Notes and Editorial Reviews
Piano Sonatas: No. 15,
No. 16; No. 21,
Jonathan Biss (pn)
ONYX 4115 (70:23)
This is volume three in the new series of Beethoven piano music by this acclaimed young American pianist. Colleague Lynn René Bayley, echoing my own complaints about the incessant repetition of standard repertoire, does not consider this standout playing, but merely “a nice try.” I believe Biss does
play with distinction. Without the slightest degree of flash or self-aggrandizement, Biss goes to the structural and aesthetic core of these pieces, bringing an unusual degree of grace and elegance to his presentation. I am quite sure that his approach has more than a little to do with his pedagogical lineage; his main teacher was Leon Fleisher, who was himself a Schnabel student. I also must admit that my own opinion is undoubtedly affected by the fact that I have heard Biss in concert many times, and have a broader view of his artistry than someone who only knows his recorded work.

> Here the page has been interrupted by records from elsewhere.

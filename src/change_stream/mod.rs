//! Resumable change-stream cursors.
//!
//! A `ChangeStreamCursor` presents an infinite, transparently resumable
//! sequence of change events. It owns an inner [`BatchCursor`] over raw
//! event documents, tracks resume tokens as events flow through, and on a
//! resumable failure rebuilds the server cursor from the best known
//! position before continuing.

mod aggregate;
mod event;
mod options;

pub use aggregate::AggregateOp;
pub use event::{ChangeStreamEvent, EventNamespace, OperationType, UpdateDescription};
pub use options::{ChangeStreamOptions, ChangeStreamTarget, FullDocumentMode};

use std::collections::VecDeque;
use std::marker::PhantomData;

use bson::{Document, Timestamp};
use futures::Stream;
use serde::de::DeserializeOwned;
use tokio_util::sync::CancellationToken;
use tracing::debug;

use crate::channel::ChannelSource;
use crate::cursor::{BatchCursor, CursorBatch, CursorConfig};
use crate::error::{DriverError, Result};
use crate::options::CursorType;
use crate::retry::execute_with_retry;
use crate::session::Binding;

/// Open a change stream over `target`.
///
/// The caller's pipeline stages run after the `$changeStream` stage.
/// Events decode to `T`; [`ChangeStreamEvent`] is the standard shape.
pub async fn watch<T: DeserializeOwned>(
    binding: &Binding,
    target: ChangeStreamTarget,
    pipeline: Vec<Document>,
    options: ChangeStreamOptions,
    cancel: &CancellationToken,
) -> Result<ChangeStreamCursor<T>> {
    let op = AggregateOp::new(target, pipeline, options);
    ChangeStreamCursor::open(binding, op, cancel).await
}

/// The logical position of a stream in the change log.
///
/// Only ever advanced, never regressed: resuming from a stale position
/// would replay events the caller has already observed.
#[derive(Debug, Clone)]
pub(crate) struct ResumeState {
    start_at_operation_time: Option<Timestamp>,
    initial_operation_time: Option<Timestamp>,
    post_batch_resume_token: Option<Document>,
    last_yielded_id: Option<Document>,
    prefer_start_after: bool,
    caller_supplied_position: bool,
}

impl ResumeState {
    pub(crate) fn new(options: &ChangeStreamOptions) -> Self {
        Self {
            start_at_operation_time: options.start_at_operation_time,
            initial_operation_time: None,
            post_batch_resume_token: None,
            last_yielded_id: None,
            prefer_start_after: options.start_after.is_some(),
            caller_supplied_position: options.resume_after.is_some()
                || options.start_after.is_some()
                || options.start_at_operation_time.is_some(),
        }
    }

    pub(crate) fn post_batch_resume_token(&self) -> Option<&Document> {
        self.post_batch_resume_token.as_ref()
    }

    pub(crate) fn last_yielded_id(&self) -> Option<&Document> {
        self.last_yielded_id.as_ref()
    }

    pub(crate) fn prefer_start_after(&self) -> bool {
        self.prefer_start_after
    }

    /// The operation time a resume may fall back to: the caller's, or the
    /// one captured at creation.
    pub(crate) fn operation_time_for_resume(&self) -> Option<Timestamp> {
        self.start_at_operation_time.or(self.initial_operation_time)
    }

    pub(crate) fn set_post_batch_resume_token(&mut self, token: Document) {
        self.post_batch_resume_token = Some(token);
    }

    pub(crate) fn set_last_yielded_id(&mut self, id: Document) {
        self.last_yielded_id = Some(id);
    }

    pub(crate) fn set_initial_operation_time(&mut self, ts: Timestamp) {
        self.initial_operation_time = Some(ts);
    }

    /// Whether the capture conditions for the implicit start position can
    /// still apply on a batch with the given shape.
    fn may_capture_operation_time(&self, batch: &CursorBatch) -> bool {
        self.initial_operation_time.is_none()
            && !self.caller_supplied_position
            && batch.documents.is_empty()
            && batch.post_batch_resume_token.is_none()
    }
}

/// A transparent, resumable iterator of decoded change events.
///
/// Not safe for concurrent use; drive it from a single task.
pub struct ChangeStreamCursor<T> {
    op: AggregateOp,
    inner: BatchCursor<Document>,
    binding: Binding,
    pending: VecDeque<Document>,
    resume: ResumeState,
    max_wire_version: i32,
    terminated: bool,
    _marker: PhantomData<fn() -> T>,
}

impl<T: DeserializeOwned> ChangeStreamCursor<T> {
    /// Run the initial aggregate and wrap its cursor.
    pub(crate) async fn open(
        binding: &Binding,
        op: AggregateOp,
        cancel: &CancellationToken,
    ) -> Result<Self> {
        let binding = binding.fork();
        let (batch, source) = execute_with_retry(
            &binding,
            &op.options().read_preference,
            op.options().retry_requested,
            &op,
            cancel,
        )
        .await?;

        let max_wire_version = source.server().max_wire_version;
        let mut resume = ResumeState::new(op.options());
        // A token on a non-empty batch only becomes the stream position
        // once every document in the batch has been yielded; ingest takes
        // care of that as the batch flows through.
        if batch.documents.is_empty() {
            if let Some(token) = &batch.post_batch_resume_token {
                resume.set_post_batch_resume_token(token.clone());
            }
        }
        // With no explicit start position and nothing in the first batch
        // to anchor on, the session's operation time is the stream's
        // logical start.
        if source.server().supports_start_at_operation_time()
            && resume.may_capture_operation_time(&batch)
        {
            if let Some(ts) = binding.operation_time() {
                resume.set_initial_operation_time(ts);
            }
        }

        let inner = make_inner(&op, batch, source, &binding);
        Ok(Self {
            op,
            inner,
            binding,
            pending: VecDeque::new(),
            resume,
            max_wire_version,
            terminated: false,
            _marker: PhantomData,
        })
    }

    /// Wait for and return the next change event.
    ///
    /// Suspends across empty await rounds until an event arrives, the
    /// token fires, or the stream terminates.
    pub async fn next(&mut self, cancel: &CancellationToken) -> Result<T> {
        loop {
            if cancel.is_cancelled() {
                return Err(DriverError::Cancelled);
            }
            if let Some(event) = self.next_if_any(cancel).await? {
                return Ok(event);
            }
        }
    }

    /// One advance round: the next buffered event, or `None` when the
    /// round produced nothing new.
    pub async fn next_if_any(&mut self, cancel: &CancellationToken) -> Result<Option<T>> {
        if self.terminated {
            return Err(DriverError::Disposed(
                "the change stream has terminated".to_string(),
            ));
        }
        if let Some(event) = self.take_pending()? {
            return Ok(Some(event));
        }

        if self.advance_inner(cancel).await? {
            self.ingest_batch();
        }
        self.take_pending()
    }

    /// The token to resume from if this stream were rebuilt now.
    pub fn resume_token(&self) -> Option<&Document> {
        if self.pending.is_empty() {
            self.resume
                .post_batch_resume_token()
                .or_else(|| self.resume.last_yielded_id())
        } else {
            // Events are still buffered; the batch token lies ahead of
            // the caller's position.
            self.resume.last_yielded_id()
        }
    }

    /// Highest wire version of the server behind the current cursor.
    pub fn max_wire_version(&self) -> i32 {
        self.max_wire_version
    }

    /// Release the server cursor and terminate the stream.
    pub async fn close(&mut self) {
        self.terminated = true;
        self.pending.clear();
        self.inner.close().await;
    }

    /// Adapt the cursor into a `futures::Stream` of events.
    ///
    /// The stream ends after the first terminal error.
    pub fn into_stream(self, cancel: CancellationToken) -> impl Stream<Item = Result<T>> {
        futures::stream::unfold((self, cancel, false), |(mut cursor, cancel, done)| async move {
            if done {
                return None;
            }
            match cursor.next(&cancel).await {
                Ok(event) => Some((Ok(event), (cursor, cancel, false))),
                Err(e) => Some((Err(e), (cursor, cancel, true))),
            }
        })
    }

    /// Advance the inner cursor, resuming at most once on this failure.
    async fn advance_inner(&mut self, cancel: &CancellationToken) -> Result<bool> {
        match self.inner.move_next(cancel).await {
            Ok(true) => Ok(true),
            // An await cursor is not expected to drain; reestablish it.
            Ok(false) => self.resume_and_advance(cancel).await,
            Err(e) if e.is_resumable() && !cancel.is_cancelled() => {
                debug!("resuming change stream after: {}", e);
                self.resume_and_advance(cancel).await
            }
            Err(e) => Err(self.terminal(e)),
        }
    }

    async fn resume_and_advance(&mut self, cancel: &CancellationToken) -> Result<bool> {
        if let Err(e) = self.resume(cancel).await {
            return Err(self.terminal(e));
        }
        match self.inner.move_next(cancel).await {
            Ok(moved) => Ok(moved),
            Err(e) => Err(self.terminal(e)),
        }
    }

    /// Rebuild the server cursor from the current resume position.
    async fn resume(&mut self, cancel: &CancellationToken) -> Result<()> {
        // The old server cursor must be gone before its replacement
        // starts issuing commands.
        self.inner.close().await;

        self.op.apply_resume(&self.resume);
        let (batch, source) = self.op.resume(&self.binding, cancel).await?;
        self.max_wire_version = source.server().max_wire_version;

        if source.server().supports_start_at_operation_time()
            && self.resume.may_capture_operation_time(&batch)
        {
            if let Some(ts) = self.binding.operation_time() {
                self.resume.set_initial_operation_time(ts);
            }
        }
        if batch.documents.is_empty() {
            if let Some(token) = &batch.post_batch_resume_token {
                self.resume.set_post_batch_resume_token(token.clone());
            }
        }

        self.inner = make_inner(&self.op, batch, source, &self.binding);
        Ok(())
    }

    /// Pop the next buffered event, recording its id as the new position.
    fn take_pending(&mut self) -> Result<Option<T>> {
        let Some(doc) = self.pending.pop_front() else {
            return Ok(None);
        };
        let id = match doc.get_document("_id") {
            Ok(id) => id.clone(),
            Err(_) => {
                return Err(self.terminal(DriverError::Protocol(
                    "change event is missing its _id resume token".to_string(),
                )))
            }
        };
        let event = bson::from_document(doc)?;
        self.resume.set_last_yielded_id(id);
        Ok(Some(event))
    }

    fn ingest_batch(&mut self) {
        self.pending.extend(self.inner.current().iter().cloned());
        if let Some(token) = self.inner.post_batch_resume_token() {
            self.resume.set_post_batch_resume_token(token.clone());
        }
    }

    /// Latch the stream closed on a propagated error. Cancellation is the
    /// one failure the caller may recover from.
    fn terminal(&mut self, e: DriverError) -> DriverError {
        if !matches!(e, DriverError::Cancelled) {
            self.terminated = true;
        }
        e
    }
}

fn make_inner(
    op: &AggregateOp,
    batch: CursorBatch,
    source: ChannelSource,
    binding: &Binding,
) -> BatchCursor<Document> {
    BatchCursor::new(
        batch,
        source,
        binding.fork(),
        CursorConfig {
            namespace: op.target().cursor_namespace(),
            limit: 0,
            batch_size: op.options().batch_size.unwrap_or(0),
            max_time: op.options().max_await_time,
            cursor_type: CursorType::TailableAwait,
        },
    )
}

In these middle period sonatas, Biss seems to be exploring the evolution of Beethoven’s expressive manner, especially in the “Waldstein,” which seems to step away from Beethoven’s Classical roots and point towards a more Romantic approach. Other pianists (see my review of Jumppanen’s Beethoven above) may emphasize a kind of consistency in Beethoven’s sense of lyricism and structure, which is a perfectly valid way of playing this music, but Biss goes a bit deeper, with a certain sense of Germanic intellectualism. The spirit of Serkin is near to these performances.
I would certainly agree with Bayley that if you already have this music as played by Schnabel, Kempff, Arrau, etc., you don’t “need” this recording. But if you are just now building a Beethoven piano music collection, or are interested in new talent, you cannot go wrong with this. Young Jonathan Biss is one of the leading Beethoven interpreters of his generation.